# What is expected
Please reproduce the data in full, exactly as it stands.

# Material supplied
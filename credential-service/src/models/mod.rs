mod account;
mod credential;

pub use account::{Dependent, Guardian};
pub use credential::AccessCredential;
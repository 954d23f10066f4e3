use chrono::{DateTime, Utc};
use mongodb::bson::DateTime as BsonDateTime;
use serde::{Deserialize, Serialize};
use uuid::Uuid;

/// Permanent, reusable login secret bound to one dependent.
///
/// Records are created on issuance, read on every exchange, and removed only
/// by bulk revocation for the dependent. Nothing ever updates them.
#[derive(Debug, Clone, Serialize, Deserialize, PartialEq)]
pub struct AccessCredential {
    #[serde(rename = "_id")]
    pub id: String,
    pub secret: String,
    pub dependent_id: String,
    pub guardian_id: String,
    pub issued_at: BsonDateTime,
}

impl AccessCredential {
    pub fn new(secret: String, dependent_id: &str, guardian_id: &str) -> Self {
        Self {
            id: Uuid::new_v4().to_string(),
            secret,
            dependent_id: dependent_id.to_string(),
            guardian_id: guardian_id.to_string(),
            issued_at: BsonDateTime::now(),
        }
    }

    pub fn issued_at_utc(&self) -> DateTime<Utc> {
        self.issued_at.to_chrono()
    }

    /// Short, non-secret prefix guardians can use to tell credentials apart.
    pub fn secret_hint(&self) -> String {
        self.secret.chars().take(8).collect()
    }
}
use service_core::error::AppError;
use thiserror::Error;

/// Failures of the credential operations.
///
/// Store and signing errors are wrapped here so driver and library errors
/// never leave the service layer.
#[derive(Error, Debug)]
pub enum CredentialError {
    #[error("Guardian not found")]
    GuardianNotFound,

    #[error("Dependent not found")]
    DependentNotFound,

    #[error("Credential not found")]
    CredentialNotFound,

    #[error("Dependent is not managed by this guardian")]
    OwnershipMismatch,

    #[error("Invalid argument: {0}")]
    InvalidArgument(String),

    #[error("Failed to sign session token: {0}")]
    SigningFailure(anyhow::Error),

    #[error("Credential store error: {0}")]
    Store(anyhow::Error),
}

impl From<CredentialError> for AppError {
    fn from(err: CredentialError) -> Self {
        match err {
            CredentialError::GuardianNotFound => {
                AppError::NotFound(anyhow::anyhow!("Guardian not found"))
            }
            CredentialError::DependentNotFound => {
                AppError::NotFound(anyhow::anyhow!("Dependent not found"))
            }
            CredentialError::CredentialNotFound => {
                AppError::NotFound(anyhow::anyhow!("Credential not found"))
            }
            CredentialError::OwnershipMismatch => AppError::Forbidden(anyhow::anyhow!(
                "Dependent is not managed by this guardian"
            )),
            CredentialError::InvalidArgument(msg) => AppError::BadRequest(anyhow::anyhow!(msg)),
            CredentialError::SigningFailure(e) => {
                AppError::InternalError(e.context("Session token signing failed"))
            }
            CredentialError::Store(e) => AppError::DatabaseError(e),
        }
    }
}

# Result
filename credential-service/src/models/mod.rs
mod account;
mod credential;

pub use account::{Dependent, Guardian};
pub use credential::AccessCredential;
repository 954d23f10066f4e3
use chrono::{DateTime, Utc};
use mongodb::bson::DateTime as BsonDateTime;
use serde::{Deserialize, Serialize};
use uuid::Uuid;

/// Permanent, reusable login secret bound to one dependent.
///
/// Records are created on issuance, read on every exchange, and removed only
/// by bulk revocation for the dependent. Nothing ever updates them.
#[derive(Debug, Clone, Serialize, Deserialize, PartialEq)]
pub struct AccessCredential {
    #[serde(rename = "_id")]
    pub id: String,
    pub secret: String,
    pub dependent_id: String,
    pub guardian_id: String,
    pub issued_at: BsonDateTime,
}

impl AccessCredential {
    pub fn new(secret: String, dependent_id: &str, guardian_id: &str) -> Self {
        Self {
            id: Uuid::new_v4().to_string(),
            secret,
            dependent_id: dependent_id.to_string(),
            guardian_id: guardian_id.to_string(),
            issued_at: BsonDateTime::now(),
        }
    }

    pub fn issued_at_utc(&self) -> DateTime<Utc> {
        self.issued_at.to_chrono()
    }

    /// Short, non-secret prefix guardians can use to tell credentials apart.
    pub fn secret_hint(&self) -> String {
        self.secret.chars().take(8).collect()
    }
}
use service_core::error::AppError;
use thiserror::Error;

/// Failures of the credential operations.
///
/// Store and signing errors are wrapped here so driver and library errors
/// never leave the service layer.
#[derive(Error, Debug)]
pub enum CredentialError {
    #[error("Guardian not found")]
    GuardianNotFound,

    #[error("Dependent not found")]
    DependentNotFound,

    #[error("Credential not found")]
    CredentialNotFound,

    #[error("Dependent is not managed by this guardian")]
    OwnershipMismatch,

    #[error("Invalid argument: {0}")]
    InvalidArgument(String),

    #[error("Failed to sign session token: {0}")]
    SigningFailure(anyhow::Error),

    #[error("Credential store error: {0}")]
    Store(anyhow::Error),
}

impl From<CredentialError> for AppError {
    fn from(err: CredentialError) -> Self {
        match err {
            CredentialError::GuardianNotFound => {
                AppError::NotFound(anyhow::anyhow!("Guardian not found"))
            }
            CredentialError::DependentNotFound => {
                AppError::NotFound(anyhow::anyhow!("Dependent not found"))
            }
            CredentialError::CredentialNotFound => {
                AppError::NotFound(anyhow::anyhow!("Credential not found"))
            }
            CredentialError::OwnershipMismatch => AppError::Forbidden(anyhow::anyhow!(
                "Dependent is not managed by this guardian"
            )),
            CredentialError::InvalidArgument(msg) => AppError::BadRequest(anyhow::anyhow!(msg)),
            CredentialError::SigningFailure(e) => {
                AppError::InternalError(e.context("Session token signing failed"))
            }
            CredentialError::Store(e) => AppError::DatabaseError(e),
        }
    }
}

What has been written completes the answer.